Abstract We studied the relationships between albuminuria, tissue factor–induced coagulation, and endothelial cell dysfunction in 67 patients with non–insulin-dependent diabetes mellitus (NIDDM) who were divided into three groups on the basis of their urinary albumin excretion rate (AER). To assess the early phase of tissue factor–induced coagulation, activated factor VII (FVIIa) levels in plasma were measured by a direct fluorogenic assay. As markers of endothelial cell dysfunction, levels of von Willebrand factor (vWF), tissue-type plasminogen activator–plasminogen activator inhibitor–1 (TPA–PAI-1) complex, PAI-1, and tissue factor pathway inhibitor (TFPI) were measured. FVIIa levels were increased in normoalbuminuric NIDDM patients (AER <15 μg/min) when compared with normal control subjects. This FVIIa increase was accompanied by an increase in thrombin–antithrombin III complex (TAT) levels, indicating increased activation of coagulation even in normoalbuminuric patients.
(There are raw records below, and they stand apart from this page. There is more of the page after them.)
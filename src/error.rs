//! Error types for xmlschema-compiler
//!
//! Compile-time failures are fatal and reported once through [`CompileError`].
//! Validation failures are reported per fault through [`ValidationError`],
//! which carries the structured fields an outer validator needs to
//! accumulate findings (`child_index`, `message`, `sub_code`).

use std::fmt;
use thiserror::Error;

use crate::compiled::FacetOp;

/// Result type alias using the crate [`Error`]
pub type Result<T> = std::result::Result<T, Error>;

/// Result type alias for the runtime validators
pub type ValidationResult<T> = std::result::Result<T, ValidationError>;

/// Main error type for xmlschema-compiler operations
#[derive(Error, Debug)]
pub enum Error {
    /// Schema compilation error
    #[error("compile error: {0}")]
    Compile(#[from] CompileError),

    /// Instance validation error
    #[error("validation error: {0}")]
    Validation(#[from] ValidationError),

    /// Invalid configuration document
    #[error("config error: {0}")]
    Config(#[from] serde_json::Error),

    /// Limit exceeded error
    #[error("limit exceeded: {0}")]
    LimitExceeded(String),
}

impl Error {
    /// The compile-time error kind, if this is a compile error
    pub fn compile_kind(&self) -> Option<CompileErrorKind> {
        match self {
            Error::Compile(e) => Some(e.kind),
            _ => None,
        }
    }
}

/// Compile-time error codes
#[derive(Debug, Clone, Copy, PartialEq, Eq, Hash)]
pub enum CompileErrorKind {
    /// A QName reference names nothing in the schema
    UnresolvedReference,
    /// A loader placeholder survived resolution
    UnresolvedPlaceholder,
    /// A type derives from itself
    TypeDerivationCycle,
    /// A model group references itself
    GroupCycle,
    /// An attribute group references itself
    AttributeGroupCycle,
    /// An element is (transitively) its own substitution-group head
    SubstitutionGroupCycle,
    /// Restricting an attribute wildcard left no namespaces
    AttributeWildcardIntersectionEmpty,
    /// Combining attribute wildcards has no single-wildcard result
    AttributeWildcardNotExpressible,
    /// Unique Particle Attribution violation
    ContentModelNotDeterministic,
    /// Facets contradict each other or are not admitted by the type
    FacetInconsistent,
    /// A pattern facet is not a valid XSD regular expression
    InvalidPattern,
    /// An enumeration literal is not valid against the base type
    InvalidEnumerationValue,
    /// Subset construction produced too many states
    DFAStateLimitExceeded,
    /// A structural rule of XSD 1.0 is broken (e.g. list of lists)
    StructureViolation,
    /// A default or fixed value is not valid against its type
    InvalidValueConstraint,
}

impl CompileErrorKind {
    /// Stable code used when stringifying the error
    pub fn code(&self) -> &'static str {
        match self {
            CompileErrorKind::UnresolvedReference => "UnresolvedReference",
            CompileErrorKind::UnresolvedPlaceholder => "UnresolvedPlaceholder",
            CompileErrorKind::TypeDerivationCycle => "TypeDerivationCycle",
            CompileErrorKind::GroupCycle => "GroupCycle",
            CompileErrorKind::AttributeGroupCycle => "AttributeGroupCycle",
            CompileErrorKind::SubstitutionGroupCycle => "SubstitutionGroupCycle",
            CompileErrorKind::AttributeWildcardIntersectionEmpty => {
                "AttributeWildcardIntersectionEmpty"
            }
            CompileErrorKind::AttributeWildcardNotExpressible => "AttributeWildcardNotExpressible",
            CompileErrorKind::ContentModelNotDeterministic => "ContentModelNotDeterministic",
            CompileErrorKind::FacetInconsistent => "FacetInconsistent",
            CompileErrorKind::InvalidPattern => "InvalidPattern",
            CompileErrorKind::InvalidEnumerationValue => "InvalidEnumerationValue",
            CompileErrorKind::DFAStateLimitExceeded => "DFAStateLimitExceeded",
            CompileErrorKind::StructureViolation => "StructureViolation",
            CompileErrorKind::InvalidValueConstraint => "InvalidValueConstraint",
        }
    }
}

impl fmt::Display for CompileErrorKind {
    fn fmt(&self, f: &mut fmt::Formatter<'_>) -> fmt::Result {
        f.write_str(self.code())
    }
}

/// Fatal schema compilation error
#[derive(Debug, Clone, PartialEq)]
pub struct CompileError {
    /// Error code
    pub kind: CompileErrorKind,
    /// Error message
    pub message: String,
    /// Schema component that caused the error
    pub component: Option<String>,
}

impl CompileError {
    /// Create a new compile error
    pub fn new(kind: CompileErrorKind, message: impl Into<String>) -> Self {
        Self {
            kind,
            message: message.into(),
            component: None,
        }
    }

    /// Set the schema component
    pub fn with_component(mut self, component: impl Into<String>) -> Self {
        self.component = Some(component.into());
        self
    }
}

impl fmt::Display for CompileError {
    fn fmt(&self, f: &mut fmt::Formatter<'_>) -> fmt::Result {
        write!(f, "[{}] {}", self.kind, self.message)?;

        if let Some(ref component) = self.component {
            write!(f, " (in {})", component)?;
        }

        Ok(())
    }
}

impl std::error::Error for CompileError {}

/// Validation-time error codes
#[derive(Debug, Clone, Copy, PartialEq, Eq, Hash)]
pub enum ValidationErrorKind {
    /// Element not expected at this position
    UnexpectedElement,
    /// Required element missing
    RequiredElementMissing,
    /// A counted group ended before its minimum
    MinOccursUnsatisfied,
    /// A particle or group repeated past its maximum
    MaxOccursExceeded,
    /// A facet instruction rejected the value
    FacetViolation(FacetOp),
    /// Not a valid decimal
    InvalidDecimal,
    /// Not a valid integer or out of the integer type's range
    InvalidInteger,
    /// Not a valid boolean
    InvalidBoolean,
    /// Not a valid float or double
    InvalidFloat,
    /// Not a valid date/time value
    InvalidDateTime,
    /// Not a valid duration
    InvalidDuration,
    /// Not valid base64
    InvalidBase64,
    /// Not valid hex
    InvalidHex,
    /// Not a valid or resolvable QName
    InvalidQName,
    /// Not a valid URI reference
    InvalidURI,
    /// Not a valid XML name token for the string kind
    InvalidName,
    /// Value is not in the enumeration
    EnumNotMember,
    /// Value differs from the declared fixed value
    FixedMismatch,
    /// A required attribute is absent
    AttributeRequired,
    /// A prohibited attribute is present
    AttributeProhibited,
    /// Attribute is neither declared nor matched by a wildcard
    UnexpectedAttribute,
    /// No union member accepted the value
    UnionNoMatch,
    /// A list item failed its item type
    ListItemInvalid,
    /// Abstract type or element used directly
    AbstractType,
    /// Content present on a nilled element, or nil on a non-nillable one
    NilContent,
    /// Character data where the content model forbids it
    TextNotAllowed,
    /// An ID value occurs twice in one document
    DuplicateId,
    /// An IDREF names no ID in the document
    UnknownIdRef,
}

impl ValidationErrorKind {
    /// Code the caller stringifies
    pub fn code(&self) -> &'static str {
        match self {
            ValidationErrorKind::UnexpectedElement => "d",
            ValidationErrorKind::RequiredElementMissing => "b",
            ValidationErrorKind::MinOccursUnsatisfied => "MinOccursUnsatisfied",
            ValidationErrorKind::MaxOccursExceeded => "MaxOccursExceeded",
            ValidationErrorKind::FacetViolation(_) => "FacetViolation",
            ValidationErrorKind::InvalidDecimal => "InvalidDecimal",
            ValidationErrorKind::InvalidInteger => "InvalidInteger",
            ValidationErrorKind::InvalidBoolean => "InvalidBoolean",
            ValidationErrorKind::InvalidFloat => "InvalidFloat",
            ValidationErrorKind::InvalidDateTime => "InvalidDateTime",
            ValidationErrorKind::InvalidDuration => "InvalidDuration",
            ValidationErrorKind::InvalidBase64 => "InvalidBase64",
            ValidationErrorKind::InvalidHex => "InvalidHex",
            ValidationErrorKind::InvalidQName => "InvalidQName",
            ValidationErrorKind::InvalidURI => "InvalidURI",
            ValidationErrorKind::InvalidName => "InvalidName",
            ValidationErrorKind::EnumNotMember => "EnumNotMember",
            ValidationErrorKind::FixedMismatch => "FixedMismatch",
            ValidationErrorKind::AttributeRequired => "AttributeRequired",
            ValidationErrorKind::AttributeProhibited => "AttributeProhibited",
            ValidationErrorKind::UnexpectedAttribute => "UnexpectedAttribute",
            ValidationErrorKind::UnionNoMatch => "UnionNoMatch",
            ValidationErrorKind::ListItemInvalid => "ListItemInvalid",
            ValidationErrorKind::AbstractType => "AbstractType",
            ValidationErrorKind::NilContent => "NilContent",
            ValidationErrorKind::TextNotAllowed => "TextNotAllowed",
            ValidationErrorKind::DuplicateId => "DuplicateId",
            ValidationErrorKind::UnknownIdRef => "UnknownIdRef",
        }
    }
}

impl fmt::Display for ValidationErrorKind {
    fn fmt(&self, f: &mut fmt::Formatter<'_>) -> fmt::Result {
        match self {
            ValidationErrorKind::FacetViolation(op) => write!(f, "FacetViolation({})", op.name()),
            other => f.write_str(other.code()),
        }
    }
}

/// Instance validation error with structured context
#[derive(Debug, Clone, PartialEq)]
pub struct ValidationError {
    /// Error code
    pub kind: ValidationErrorKind,
    /// Error message
    pub message: String,
    /// Index of the offending child among its siblings
    pub child_index: Option<usize>,
    /// Finer-grained code (facet name, list item position, ...)
    pub sub_code: Option<String>,
    /// Path to the element that failed validation
    pub path: Option<String>,
}

impl ValidationError {
    /// Create a new validation error
    pub fn new(kind: ValidationErrorKind, message: impl Into<String>) -> Self {
        let sub_code = match kind {
            ValidationErrorKind::FacetViolation(op) => Some(op.name().to_string()),
            _ => None,
        };
        Self {
            kind,
            message: message.into(),
            child_index: None,
            sub_code,
            path: None,
        }
    }

    /// Set the child index
    pub fn with_child_index(mut self, index: usize) -> Self {
        self.child_index = Some(index);
        self
    }

    /// Set the sub-code
    pub fn with_sub_code(mut self, sub_code: impl Into<String>) -> Self {
        self.sub_code = Some(sub_code.into());
        self
    }

    /// Set the path where validation failed
    pub fn with_path(mut self, path: impl Into<String>) -> Self {
        self.path = Some(path.into());
        self
    }

    /// Code the caller stringifies
    pub fn code(&self) -> &'static str {
        self.kind.code()
    }
}

impl fmt::Display for ValidationError {
    fn fmt(&self, f: &mut fmt::Formatter<'_>) -> fmt::Result {
        write!(f, "[{}] {}", self.kind, self.message)?;

        if let Some(index) = self.child_index {
            write!(f, " (child {})", index)?;
        }

        if let Some(ref path) = self.path {
            write!(f, "\n\nPath: {}", path)?;
        }

        Ok(())
    }
}

impl std::error::Error for ValidationError {}

#[cfg(test)]
mod tests {
    use super::*;

    #[test]
    fn test_compile_error() {
        let err = CompileError::new(CompileErrorKind::GroupCycle, "cycle detected: g1 -> g2 -> g1")
            .with_component("group g1");
        assert_eq!(err.kind, CompileErrorKind::GroupCycle);
        let text = err.to_string();
        assert!(text.contains("[GroupCycle]"));
        assert!(text.contains("in group g1"));
    }

    #[test]
    fn test_validation_error_codes() {
        let err = ValidationError::new(ValidationErrorKind::UnexpectedElement, "unexpected");
        assert_eq!(err.code(), "d");
        let err = ValidationError::new(ValidationErrorKind::RequiredElementMissing, "missing");
        assert_eq!(err.code(), "b");
    }

    #[test]
    fn test_validation_error_builder() {
        let err = ValidationError::new(
            ValidationErrorKind::FacetViolation(FacetOp::MaxLength),
            "too long",
        )
        .with_child_index(3)
        .with_path("/root/item");

        assert_eq!(err.child_index, Some(3));
        assert_eq!(err.sub_code.as_deref(), Some("maxLength"));
        assert!(err.to_string().contains("FacetViolation(maxLength)"));
        assert!(err.to_string().contains("Path: /root/item"));
    }

    #[test]
    fn test_error_conversion() {
        let err: Error = CompileError::new(CompileErrorKind::InvalidPattern, "bad").into();
        assert_eq!(err.compile_kind(), Some(CompileErrorKind::InvalidPattern));
        assert!(err.to_string().starts_with("compile error"));

        let err: Error = ValidationError::new(ValidationErrorKind::EnumNotMember, "no").into();
        assert_eq!(err.compile_kind(), None);
    }
}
In NIDDM patients with microalbuminuria (AER=15-200 μg/min), the FVIIa level, the FVIIa–FVII antigen (Ag) ratio (an indicator of activation of FVII zymogen to FVIIa), and the TAT level were further increased. This group also had higher levels of endothelial cell–derived factors (vWF, TPA–PAI-1 complex, and PAI-1) than the control group. The levels of endothelial cell–derived factors (including TFPI) were highest in the NIDDM patients with overt albuminuria (AER>200 μg/min). In all 67 diabetic patients, AER showed a strong positive correlation with FVIIa ( r =.574, P <.0001) and a weakly but still significant correlation with FVIIa-FVII:Ag ( r =.365, P =.01), vWF ( r =.315, P <.01), and TAT ( r =.323, P <.01). FVIIa showed a weaker correlation with vWF ( r =.244, P <.05). FVIIa generation concomitant with an increase in AER is probably due to endothelial cell damage. Increased plasma FVIIa levels would produce hypercoagulability in NIDDM patients with microalbuminuria and thus may be a risk for cardiovascular disease.